Portrait of Regamey.png

A portrait of Regamey, swiftly drawn by the Japanese painter Kiosai. 

These two works were completed at the same time by Regamey and a Japanese painter named Kiosai whom the pair met in Tokyo. As an art collector, Guimet was interested in meeting a Japanese painter, and Regamey, of course, was intrigued by Kiosai’s work.

The meeting started out in a traditional manner, with tea and cake offered for the visitors and friendly introductions made through the translator, but Regamey’s competitiveness led to a cultural clash that produced fascinating results: a portrait duel. Guimet recounts how the Frenchman, trained especially in the arts of caricature, suggested to Kiosai that the two artists complete portraits of one another, to be judged based on both speed of completion and accuracy. They finished at the same time, and Guimet, apparently, was too delighted to pick a winner, congratulating them both on their skills, though he refrains from commenting on the obvious differences between their styles.

The two portraits were included in Promenades Japonaises, but their position reveals their different treatment by Guimet. Kiosai’s depiction of Regamey is just after the title page, almost as an advertisement for the wide variety of art pieces including in the text within (Guimet included many full Japanese prints in the book). As a depiction of a Westerner from Japanese eyes, it was an exotic piece, particularly with the mysterious Japanese writing on the side. Regamey’s sketch is included alongside the text describing the encounter, almost as an image in a scrapbook.  

Kiosai is accurate – Regamey is shown sitting as he is described in the text – and portrays Regamey as a real person, a sharp contrast to the paintings of Westerners from the Perry Mission, where the Europeans often looked more like devils than people. As a watercolor, it is clearly traditioanlly-styled Japanese art, but the depth perception of the piece and the careful brushwork on the clothes perhaps shows a new Western influence.

Regamey’s, by contrast, draws heavily on his background in caricature. Regamey chose to draw only Kiosai’s face, a choice that left the man’s garments and pose mostly to the imagination (Guimet claims he sat cross-legged). The aspects of caricature are clear especially in the points of exaggeration: an unrealistically projecting upper lip, deeply wrinkled eyes, and a subtly slanted forehead that was the focus of much misguided scientific discussion in the West at the time.

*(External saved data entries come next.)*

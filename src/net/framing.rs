//! Frames for the lobby statistics protocol
//!
//! Each frame is a 4-byte little-endian payload length followed by one JSON
//! message from [`crate::net::protocol`].

use serde::de::DeserializeOwned;
use serde::Serialize;
use std::io;
use tokio::io::{AsyncRead, AsyncReadExt, AsyncWrite, AsyncWriteExt};

/// Largest payload accepted in either direction
pub const MAX_FRAME_LEN: usize = 64 * 1024;

/// Framing errors on the lobby connection
#[derive(Debug, thiserror::Error)]
pub enum FramingError {
    #[error("Lobby service closed the connection")]
    ConnectionClosed,
    #[error("Frame of {0} bytes exceeds the {max} byte limit", max = MAX_FRAME_LEN)]
    FrameTooLarge(usize),
    #[error("Frame is not a lobby message: {0}")]
    Malformed(#[from] serde_json::Error),
    #[error("Socket error: {0}")]
    Io(#[from] io::Error),
}

/// Fill `buf`, treating a short read as the peer hanging up
async fn fill<R: AsyncRead + Unpin>(stream: &mut R, buf: &mut [u8]) -> Result<(), FramingError> {
    match stream.read_exact(buf).await {
        Ok(_) => Ok(()),
        Err(e) if e.kind() == io::ErrorKind::UnexpectedEof => Err(FramingError::ConnectionClosed),
        Err(e) => Err(FramingError::Io(e)),
    }
}

/// Read one frame's payload
pub async fn read_frame<R: AsyncRead + Unpin>(stream: &mut R) -> Result<Vec<u8>, FramingError> {
    let mut header = [0u8; 4];
    fill(stream, &mut header).await?;

    let len = u32::from_le_bytes(header) as usize;
    if len > MAX_FRAME_LEN {
        return Err(FramingError::FrameTooLarge(len));
    }

    let mut payload = vec![0u8; len];
    fill(stream, &mut payload).await?;
    Ok(payload)
}

/// Write `payload` as one frame (header and body in a single write)
pub async fn write_frame<W: AsyncWrite + Unpin>(
    stream: &mut W,
    payload: &[u8],
) -> Result<(), FramingError> {
    if payload.len() > MAX_FRAME_LEN {
        return Err(FramingError::FrameTooLarge(payload.len()));
    }

    let mut frame = Vec::with_capacity(4 + payload.len());
    frame.extend_from_slice(&(payload.len() as u32).to_le_bytes());
    frame.extend_from_slice(payload);

    stream.write_all(&frame).await?;
    stream.flush().await?;
    Ok(())
}

/// Read one frame and decode it as JSON
pub async fn read_json<T, R>(stream: &mut R) -> Result<T, FramingError>
where
    T: DeserializeOwned,
    R: AsyncRead + Unpin,
{
    let payload = read_frame(stream).await?;
    Ok(serde_json::from_slice(&payload)?)
}

/// Encode `value` as JSON and write it as one frame
pub async fn write_json<T, W>(stream: &mut W, value: &T) -> Result<(), FramingError>
where
    T: Serialize,
    W: AsyncWrite + Unpin,
{
    let payload = serde_json::to_vec(value)?;
    write_frame(stream, &payload).await
}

This portrait of Kiosai is also one of many portraits in the text, which is filled with quick sketches like this one of many different Japanese: young and old, rich and poor, male and female. Most are only of the head, and leave costume, activity, and pose to the imagination. One feels almost as though they are individual images from a gallery depicting a distinct species; Guimet structures these parts of his book almost like an encyclopedia, with factual labels and the context of the observation. Judging the accuracy of these sketches is practically impossible, but their purpose is clear: to provide a sense of the people of Japan as a distinct, almost certainly inferior, race – but one that merits further study and classification.